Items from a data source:
--------------------------------

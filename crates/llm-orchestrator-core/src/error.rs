// Copyright (c) 2025 LLM DevOps
// SPDX-License-Identifier: MIT OR Apache-2.0

//! Error taxonomy for the workflow engine.

use std::time::Duration;

/// Crate-wide result alias.
pub type Result<T> = std::result::Result<T, OrchestratorError>;

/// All errors the orchestrator core can surface.
///
/// `ResolverMiss` is intentionally absent: per the placeholder resolution
/// rules, a missing reference falls through to the original literal text
/// and is never raised as an error.
#[derive(Debug, thiserror::Error)]
pub enum OrchestratorError {
    /// A `depends_on` entry names a task that does not exist in the workflow.
    #[error("task '{task}' depends on unknown task '{dependency}'")]
    UnknownDependency { task: String, dependency: String },

    /// Two tasks (or a task and the input node) share a name.
    #[error("duplicate task name '{name}'")]
    DuplicateTaskName { name: String },

    /// The dependency graph contains a cycle.
    #[error("workflow graph contains a cycle involving: {}", .cycle.join(" -> "))]
    CycleDetected { cycle: Vec<String> },

    /// A task references a function that was never registered.
    #[error("function '{name}' is not registered")]
    FunctionNotFound { name: String },

    /// A task could not be found by name (internal bookkeeping error).
    #[error("task '{0}' not found")]
    TaskNotFound(String),

    /// A single task invocation exceeded its configured timeout.
    #[error("task '{task}' timed out after {duration:?}")]
    Timeout { task: String, duration: Duration },

    /// A task exhausted its retry budget without succeeding.
    #[error("task '{task}' failed after {attempts} attempt(s): {reason}")]
    TaskFailed {
        task: String,
        attempts: u32,
        reason: String,
    },

    /// The run was cancelled before completion.
    #[error("workflow run was cancelled")]
    Cancelled,

    /// A workflow name collides with one already loaded into the engine.
    #[error("workflow '{0}' is already loaded")]
    DuplicateWorkflow(String),

    /// No workflow registered under the given name.
    #[error("workflow '{0}' not found")]
    WorkflowNotFound(String),

    /// The workflow description failed to parse.
    #[error("failed to parse workflow description: {0}")]
    Parse(#[from] serde_yaml::Error),

    /// Catch-all for opaque errors raised by registered functions.
    #[error("{0}")]
    Other(String),
}

impl OrchestratorError {
    /// Wraps an arbitrary displayable error as an opaque [`OrchestratorError::Other`].
    pub fn other(msg: impl Into<String>) -> Self {
        Self::Other(msg.into())
    }
}
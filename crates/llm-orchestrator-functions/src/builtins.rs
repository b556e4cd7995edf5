// Copyright (c) 2025 LLM DevOps
// SPDX-License-Identifier: MIT OR Apache-2.0

//! Small, pure, non-LLM task functions useful for wiring test workflows and
//! glue logic between completion calls (§0.3, §4.1 supplement).

use llm_orchestrator_core::registry::{FunctionError, FunctionRegistry, ParamMap};
use serde_json::Value;

/// Registers every builtin under its conventional name.
pub fn register_all(registry: &FunctionRegistry) {
    registry.register_fn("double", double);
    registry.register_fn("concat", concat);
    registry.register_fn("uppercase", uppercase);
    registry.register_fn("json_merge", json_merge);
}

/// `{n: <number>}` -> `n * 2`.
async fn double(params: ParamMap) -> Result<Value, FunctionError> {
    let n = params
        .get("n")
        .and_then(Value::as_f64)
        .ok_or_else(|| FunctionError::from("double requires a numeric 'n' param"))?;
    Ok(Value::from(n * 2.0))
}

/// `{values: [<string>, ...], separator?: <string>}` -> the joined string.
async fn concat(params: ParamMap) -> Result<Value, FunctionError> {
    let values = params
        .get("values")
        .and_then(Value::as_array)
        .ok_or_else(|| FunctionError::from("concat requires an array 'values' param"))?;
    let separator = params
        .get("separator")
        .and_then(Value::as_str)
        .unwrap_or("");

    let parts: Vec<String> = values
        .iter()
        .map(|v| match v {
            Value::String(s) => s.clone(),
            other => other.to_string(),
        })
        .collect();

    Ok(Value::String(parts.join(separator)))
}

/// `{text: <string>}` -> the upper-cased string.
async fn uppercase(params: ParamMap) -> Result<Value, FunctionError> {
    let text = params
        .get("text")
        .and_then(Value::as_str)
        .ok_or_else(|| FunctionError::from("uppercase requires a string 'text' param"))?;
    Ok(Value::String(text.to_uppercase()))
}

/// `{a: <object>, b: <object>}` -> a shallow merge of `b` over `a`.
async fn json_merge(params: ParamMap) -> Result<Value, FunctionError> {
    let a = params
        .get("a")
        .and_then(Value::as_object)
        .ok_or_else(|| FunctionError::from("json_merge requires an object 'a' param"))?;
    let b = params
        .get("b")
        .and_then(Value::as_object)
        .ok_or_else(|| FunctionError::from("json_merge requires an object 'b' param"))?;

    let mut merged = a.clone();
    for (key, value) in b {
        merged.insert(key.clone(), value.clone());
    }
    Ok(Value::Object(merged))
}
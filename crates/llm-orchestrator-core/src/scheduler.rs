// Copyright (c) 2025 LLM DevOps
// SPDX-License-Identifier: MIT OR Apache-2.0

//! C4: the DAG scheduler — validates, dispatches ready frontiers in
//! parallel layers, and drains a workflow to completion (§4.4).

use std::collections::{HashMap, HashSet};
use std::sync::atomic::AtomicBool;
use std::sync::Arc;
use tokio::sync::Semaphore;
use tokio::task::JoinSet;
use tracing::{info, warn};

use crate::dag::WorkflowDag;
use crate::error::Result;
use crate::executor::TaskExecutor;
use crate::registry::{FunctionRegistry, ParamMap};
use crate::state::{ResultsMap, TaskRecord, TaskState, TaskSummary};
use crate::value::resolve;
use crate::workflow::{TaskSpec, Workflow};

/// Drives one run of a workflow's task graph to completion.
///
/// Concurrency bound is optional (`with_max_in_flight`); unset means the
/// whole ready frontier is dispatched at once, every round.
#[derive(Clone, Default)]
pub struct DagScheduler {
    max_in_flight: Option<usize>,
}

impl DagScheduler {
    pub fn new() -> Self {
        Self::default()
    }

    pub fn with_max_in_flight(mut self, max: usize) -> Self {
        self.max_in_flight = Some(max);
        self
    }

    /// Structural + cycle + function-registration validation, without
    /// running anything.
    pub fn validate(&self, workflow: &Workflow, registry: &FunctionRegistry) -> Result<()> {
        WorkflowDag::build(workflow)?;
        for task in workflow.tasks() {
            if let Some(name) = &task.func {
                registry.lookup(name)?;
            }
        }
        Ok(())
    }

    /// Executes every reachable task, writing records into `results` as they
    /// complete, and returns the per-task summary for the result envelope.
    pub async fn run(
        &self,
        workflow: &Workflow,
        registry: &FunctionRegistry,
        results: &ResultsMap,
        cancelled: Arc<AtomicBool>,
    ) -> Result<HashMap<String, TaskSummary>> {
        self.validate(workflow, registry)?;

        info!(workflow = ?workflow.name(), "starting workflow run");

        let mut pending: HashMap<String, TaskSpec> =
            workflow.tasks().map(|t| (t.name.clone(), t.clone())).collect();
        let mut completed: HashSet<String> = HashSet::new();
        completed.insert(workflow.input.name.clone());
        results.insert(
            workflow.input.name.clone(),
            TaskRecord::for_input(serde_json::Value::Object(workflow.input.data.clone())),
        );

        let semaphore = self.max_in_flight.map(|n| Arc::new(Semaphore::new(n)));
        let executor = Arc::new(TaskExecutor::new(registry.clone()));

        loop {
            if pending.is_empty() {
                break;
            }

            let ready: Vec<String> = pending
                .iter()
                .filter(|(_, spec)| spec.depends_on.iter().all(|dep| completed.contains(dep)))
                .map(|(name, _)| name.clone())
                .collect();

            if ready.is_empty() {
                warn!(
                    remaining = pending.len(),
                    "no progress possible; cancelling remaining tasks"
                );
                for (name, _) in pending.drain() {
                    results.insert(
                        name,
                        TaskRecord {
                            status: TaskState::Cancelled,
                            output: serde_json::Value::Null,
                            error: Some(
                                "unreachable: an upstream dependency did not succeed".to_string(),
                            ),
                            start: None,
                            end: None,
                            attempts: 0,
                        },
                    );
                }
                break;
            }

            let mut joins = JoinSet::new();
            for name in &ready {
                let spec = pending.remove(name).expect("name came from pending");
                let params = resolved_params(&spec, results);
                let executor = executor.clone();
                let cancelled = cancelled.clone();
                let permit = match &semaphore {
                    Some(sem) => Some(sem.clone().acquire_owned().await.expect("semaphore open")),
                    None => None,
                };
                joins.spawn(async move {
                    let record = executor.run(&spec, params, &cancelled).await;
                    drop(permit);
                    (spec.name, record)
                });
            }

            while let Some(joined) = joins.join_next().await {
                let (name, record) = joined.map_err(|e| {
                    crate::error::OrchestratorError::other(format!(
                        "task runtime panicked: {e}"
                    ))
                })?;
                if record.status == TaskState::Success {
                    completed.insert(name.clone());
                }
                results.insert(name, record);
            }
        }

        let failed = results
            .iter()
            .filter(|e| matches!(e.value().status, TaskState::Failed | TaskState::Timeout))
            .count();
        if failed > 0 {
            warn!(failed, "workflow run completed with failed tasks");
        } else {
            info!("workflow run completed successfully");
        }

        Ok(results
            .iter()
            .map(|e| (e.key().clone(), e.value().to_summary()))
            .collect())
    }
}

/// Resolves a task's `custom_vars` template against the current results map
/// into the parameter bag handed to the executor (§4.4 step 3).
fn resolved_params(spec: &TaskSpec, results: &ResultsMap) -> ParamMap {
    let template = serde_json::Value::Object(spec.custom_vars.clone());
    match resolve(&template, results) {
        serde_json::Value::Object(map) => map.into_iter().collect(),
        _ => ParamMap::new(),
    }
}

#[cfg(test)]
mod tests {
    use super::*;
    use crate::state::new_results_map;
    use crate::workflow::{InputNode, OutputNode, TaskType, WorkflowMetadata};
    use serde_json::{Map, Value};
    use std::sync::atomic::Ordering;
    use std::time::Duration;

    fn task(name: &str, func: &str, deps: &[&str], custom_vars: Map<String, Value>) -> TaskSpec {
        TaskSpec {
            name: name.to_string(),
            task_type: TaskType::Task,
            func: Some(func.to_string()),
            custom_vars,
            depends_on: deps.iter().map(|s| s.to_string()).collect(),
            timeout: 5,
            retry: 0,
            retry_policy: None,
        }
    }

    fn double_registry() -> FunctionRegistry {
        let registry = FunctionRegistry::new();
        registry.register_fn("double", |params: ParamMap| async move {
            let n = params.get("n").and_then(Value::as_f64).unwrap_or(0.0);
            Ok(Value::from(n * 2.0))
        });
        registry
    }

    fn input(data: Map<String, Value>) -> InputNode {
        InputNode {
            node_type: "start".into(),
            name: "input".into(),
            data,
        }
    }

    fn output(data: Map<String, Value>) -> OutputNode {
        OutputNode {
            node_type: "end".into(),
            name: "output".into(),
            data,
        }
    }

    #[tokio::test]
    async fn linear_workflow_s1() {
        let mut vars = Map::new();
        vars.insert("n".to_string(), Value::String("${input.x}".to_string()));
        let mut in_data = Map::new();
        in_data.insert("x".to_string(), Value::from(2));
        let mut out_data = Map::new();
        out_data.insert("r".to_string(), Value::String("${a.output}".to_string()));

        let workflow = Workflow {
            metadata: WorkflowMetadata::default(),
            input: input(in_data),
            executors: vec![task("a", "double", &["input"], vars)],
            output: output(out_data),
        };

        let registry = double_registry();
        let results = new_results_map();
        let scheduler = DagScheduler::new();
        let summary = scheduler
            .run(&workflow, &registry, &results, Arc::new(AtomicBool::new(false)))
            .await
            .unwrap();

        assert_eq!(summary["a"].state, TaskState::Success);
        let output_value = resolve(&Value::Object(workflow.output.data.clone()), &results);
        assert_eq!(output_value, serde_json::json!({"r": 4.0}));
    }

    #[tokio::test]
    async fn diamond_workflow_s2_parallelism() {
        let mut a_vars = Map::new();
        a_vars.insert("n".to_string(), Value::String("${input.x}".to_string()));
        let mut b_vars = Map::new();
        b_vars.insert("n".to_string(), Value::String("${a.output}".to_string()));
        let mut c_vars = Map::new();
        c_vars.insert("n".to_string(), Value::String("${a.output}".to_string()));
        let mut d_vars = Map::new();
        d_vars.insert("n".to_string(), Value::String("${b.output}".to_string()));

        let mut in_data = Map::new();
        in_data.insert("x".to_string(), Value::from(1));

        let registry = FunctionRegistry::new();
        registry.register_fn("double_sleep", |params: ParamMap| async move {
            tokio::time::sleep(Duration::from_millis(20)).await;
            let n = params.get("n").and_then(Value::as_f64).unwrap_or(0.0);
            Ok(Value::from(n * 2.0))
        });

        let mut out_data = Map::new();
        out_data.insert("r".to_string(), Value::String("${d.output}".to_string()));

        let workflow = Workflow {
            metadata: WorkflowMetadata::default(),
            input: input(in_data),
            executors: vec![
                task("a", "double_sleep", &["input"], a_vars),
                task("b", "double_sleep", &["a"], b_vars),
                task("c", "double_sleep", &["a"], c_vars),
                task("d", "double_sleep", &["b", "c"], d_vars),
            ],
            output: output(out_data),
        };

        let results = new_results_map();
        let scheduler = DagScheduler::new();
        let summary = scheduler
            .run(&workflow, &registry, &results, Arc::new(AtomicBool::new(false)))
            .await
            .unwrap();

        for name in ["a", "b", "c", "d"] {
            assert_eq!(summary[name].state, TaskState::Success);
        }

        let b_start = results.get("b").unwrap().start.unwrap();
        let c_start = results.get("c").unwrap().start.unwrap();
        let d_start = results.get("d").unwrap().start.unwrap();
        assert!(b_start < d_start);
        assert!(c_start < d_start);

        let b_end = results.get("b").unwrap().end.unwrap();
        let c_end = results.get("c").unwrap().end.unwrap();
        // b and c overlap: b started before c ended, and vice versa.
        assert!(b_start < c_end && c_start < b_end);
    }

    #[tokio::test]
    async fn downstream_cancellation_s5() {
        let registry = FunctionRegistry::new();
        registry.register_fn("always_fails", |_: ParamMap| async move {
            Err(crate::registry::FunctionError::from("boom"))
        });
        registry.register_fn("noop", |_: ParamMap| async move { Ok(Value::Null) });

        let workflow = Workflow {
            metadata: WorkflowMetadata::default(),
            input: input(Map::new()),
            executors: vec![
                task("a", "always_fails", &["input"], Map::new()),
                task("b", "noop", &["a"], Map::new()),
                task("c", "noop", &["input"], Map::new()),
            ],
            output: output(Map::new()),
        };

        let results = new_results_map();
        let scheduler = DagScheduler::new();
        let summary = scheduler
            .run(&workflow, &registry, &results, Arc::new(AtomicBool::new(false)))
            .await
            .unwrap();

        assert_eq!(summary["a"].state, TaskState::Failed);
        assert_eq!(summary["b"].state, TaskState::Cancelled);
        assert_eq!(summary["c"].state, TaskState::Success);
    }

    #[tokio::test]
    async fn validate_rejects_unregistered_function_before_running() {
        let workflow = Workflow {
            metadata: WorkflowMetadata::default(),
            input: input(Map::new()),
            executors: vec![task("a", "ghost", &["input"], Map::new())],
            output: output(Map::new()),
        };
        let registry = FunctionRegistry::new();
        let scheduler = DagScheduler::new();
        let err = scheduler.validate(&workflow, &registry).unwrap_err();
        assert!(matches!(
            err,
            crate::error::OrchestratorError::FunctionNotFound { .. }
        ));
    }

    #[tokio::test]
    async fn max_in_flight_is_honored() {
        let registry = FunctionRegistry::new();
        let concurrent = Arc::new(std::sync::atomic::AtomicUsize::new(0));
        let max_seen = Arc::new(std::sync::atomic::AtomicUsize::new(0));
        let concurrent_clone = concurrent.clone();
        let max_seen_clone = max_seen.clone();
        registry.register_fn("track", move |_: ParamMap| {
            let concurrent = concurrent_clone.clone();
            let max_seen = max_seen_clone.clone();
            async move {
                let now = concurrent.fetch_add(1, Ordering::SeqCst) + 1;
                max_seen.fetch_max(now, Ordering::SeqCst);
                tokio::time::sleep(Duration::from_millis(20)).await;
                concurrent.fetch_sub(1, Ordering::SeqCst);
                Ok(Value::Null)
            }
        });

        let workflow = Workflow {
            metadata: WorkflowMetadata::default(),
            input: input(Map::new()),
            executors: (0..4)
                .map(|i| task(&format!("t{i}"), "track", &["input"], Map::new()))
                .collect(),
            output: output(Map::new()),
        };

        let results = new_results_map();
        let scheduler = DagScheduler::new().with_max_in_flight(2);
        scheduler
            .run(&workflow, &registry, &results, Arc::new(AtomicBool::new(false)))
            .await
            .unwrap();

        assert!(max_seen.load(Ordering::SeqCst) <= 2);
    }
}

--------------------------------

■ Problem to work on ■
How many lines of the entries contain the word "functions"? Only the number is wanted.

■ Written response ■
3